FATF may put Pakistan on "dark grey list"
Financial Action Task Force (FATF) will soon decide Pakistan's fate, and things aren't looking great for the country. As per reports, the global watchdog is likely to put Pakistan on its "dark grey list", saving it from the feared blacklist. This means, Pakistan will be downgraded from the greylist, where it has been featuring since June 2018. Read on for more details.
FATF asked Pakistan to work on 27 points, it failed
After Pakistan was "greylisted" by FATF, the inter-governmental body handed over a 27-point action plan. Islamabad was asked to work on these points if it wants to get a clean chit. FATF has been asking Pakistan to do something about terror financing and UN-designated terrorists, flourishing on its soil. Despite warnings, the country led by Imran Khan failed to take concrete action.
Pakistan's fate will be sealed on October 18
Earlier this year, FATF issued a stern statement giving Pakistan time till October to curtail terror financing. The body will pronounce its decision on October 18. An official in the know said that Pakistan has "managed to pass" in only six of the 27 points. Reports also suggest that all member countries will isolate Pakistan for not doing enough against terrorism.
So, what does a dark grey list mean?
The "dark grey" list is a stage between greylist and blacklist. According to another official, being designated in "dark grey" list means that a country has been issued a strong warning and given one last chance to improve. Naturally, a demotion will spell troubles for the cash-strapped economy of Pakistan, as it will face problems in procuring funds from IMF, World Bank, or EU.
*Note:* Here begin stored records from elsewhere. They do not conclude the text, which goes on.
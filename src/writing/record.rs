//! Word record.
use std::cmp::Ordering;

use serde::{Deserialize, Serialize};

use crate::extract::strip_diacritics;

/// A harvested word.
///
/// The bare form is always derived from the vocalized one, see [WordRecord::new].
///
/// Records are ordered by source name, then by vocalized form.
/// The field order matches the CSV column order.
#[derive(Debug, Clone, PartialEq, Eq, Hash, Serialize, Deserialize)]
pub struct WordRecord {
    #[serde(rename = "word_with_tashkeel")]
    with_tashkeel: String,
    #[serde(rename = "word_without_tashkeel")]
    without_tashkeel: String,
    source: String,
}

impl WordRecord {
    pub fn new(word: &str, source: &str) -> Self {
        Self {
            with_tashkeel: word.to_string(),
            without_tashkeel: strip_diacritics(word),
            source: source.to_string(),
        }
    }

    /// Get a reference to the word with its diacritics.
    pub fn with_tashkeel(&self) -> &str {
        &self.with_tashkeel
    }

    /// Get a reference to the word without diacritics.
    pub fn without_tashkeel(&self) -> &str {
        &self.without_tashkeel
    }

    /// Get a reference to the record's source name.
    pub fn source(&self) -> &str {
        &self.source
    }
}

impl Ord for WordRecord {
    fn cmp(&self, other: &Self) -> Ordering {
        self.source
            .cmp(&other.source)
            .then_with(|| self.with_tashkeel.cmp(&other.with_tashkeel))
            .then_with(|| self.without_tashkeel.cmp(&other.without_tashkeel))
    }
}

impl PartialOrd for WordRecord {
    fn partial_cmp(&self, other: &Self) -> Option<Ordering> {
        Some(self.cmp(other))
    }
}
Earlier, US asked Pakistan to prosecute Hafiz Saeed, other terrorists
As all eyes are set on FATF's decision, which will take place at its plenary meet in Paris, the United States asked Pakistan to prosecute Hafiz Saeed, and four other terrorists of Lashkar-e-Taiba, who have been arrested. Alice Wells, the head of the US state department's South and Central Asian Bureau, reminded that Khan himself said terrorists should stop operating from Pakistan for the better future of the country.